Sunil Pant Interview Part 1

Posted in Gender, Human rights, Uncategorized by admin
Jun 04 2010

Sunil Pant is a member of Nepal’s Constituent Assembly and the founder and executive director of the Blue Diamond Society (BDS), a grassroots organization working for gender and sexuality minorities in Kathmandu, Nepal. The work of BDS covers many issues of political representation, non-discrimination, health, community building, and human rights. In December 2007 the Supreme Court of Nepal made a historic ruling in favor of Mr. Pant and three other petitioners on behalf of the gender identity and sexual orientation minority community, mandating a revision of all laws concerning fundamental rights so as to apply to third gender citizens and ensure no discrimination against LGBTI citizens, granting a third gender option for citizenship and identity documents, and ordering the formation of a government committee to examine the question of same-sex marriage (See Himal March 2008, ‘The state of homosexuality‘). As a member of the Constituent Assembly (whose tenure was just extended until May 2011), Pant has worked tirelessly from this position to help incorporate LGBTI rights into the new Nepali constitution. He spoke to Kaveri Rajaraman on May 19, 2010 about his personal journey, his organising and activism (Part 1), the consequences of the Supreme Court ruling, and the progress of the CA in writing a historic constitution with explicit provisions for the recognition and protection of the LGBTI community (Part 2).

PART 1

I wanted to start by asking you about the history and trajectory of Blue Diamond Society, and how you personally got increasingly involved in both the LGBTI rights issue work as well as activist work in other areas.

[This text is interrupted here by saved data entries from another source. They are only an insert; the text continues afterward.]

use std::io::BufRead;
use std::path::PathBuf;
use std::process::ExitCode;

use autha_adapter::Adapter;
use autha_adapter::config::Configuration;

const USAGE: &str = "usage: autha-adapter <username> [config.yaml]";

fn main() -> Result<ExitCode, Box<dyn std::error::Error>> {
    autha_adapter::telemetry::setup_logging()?;

    let mut args = std::env::args().skip(1);
    let Some(username) = args.next() else {
        eprintln!("{USAGE}");
        return Ok(ExitCode::FAILURE);
    };

    let mut config = Configuration::default();
    if let Some(path) = args.next() {
        config = config.path(PathBuf::from(path));
    }
    let config = config.read()?;

    // read password on first line of stdin, never from arguments.
    let mut password = String::new();
    std::io::stdin().lock().read_line(&mut password)?;
    let password = password.trim_end_matches(['\r', '\n']);

    let mut adapter = config.directory_adapter()?;
    adapter.setup()?;

    if !adapter.authenticate(&username, password)? {
        tracing::warn!(%username, "authentication failed");
        return Ok(ExitCode::FAILURE);
    }

    let identifier = adapter.identifier()?.to_owned();
    let attributes = adapter.attributes()?;
    let identity = serde_json::json!({
        "identifier": identifier,
        "attributes": attributes,
        "attribute_sync_cache": adapter.attribute_sync_cache(),
    });
    println!("{}", serde_json::to_string_pretty(&identity)?);

    Ok(ExitCode::SUCCESS)
}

I grew up in Gorkha district and finished my schooling there, and I didn’t have any question about my sexuality. It was not a debate, nobody was asking questions. In fact, still, largely, in the countryside of Nepal – and you can see this even in the cities – socialization is very gender segregated. It’s very gendered, men playing together, girls playing together, so I thought everyone was like me! So, you know, it was not a problem.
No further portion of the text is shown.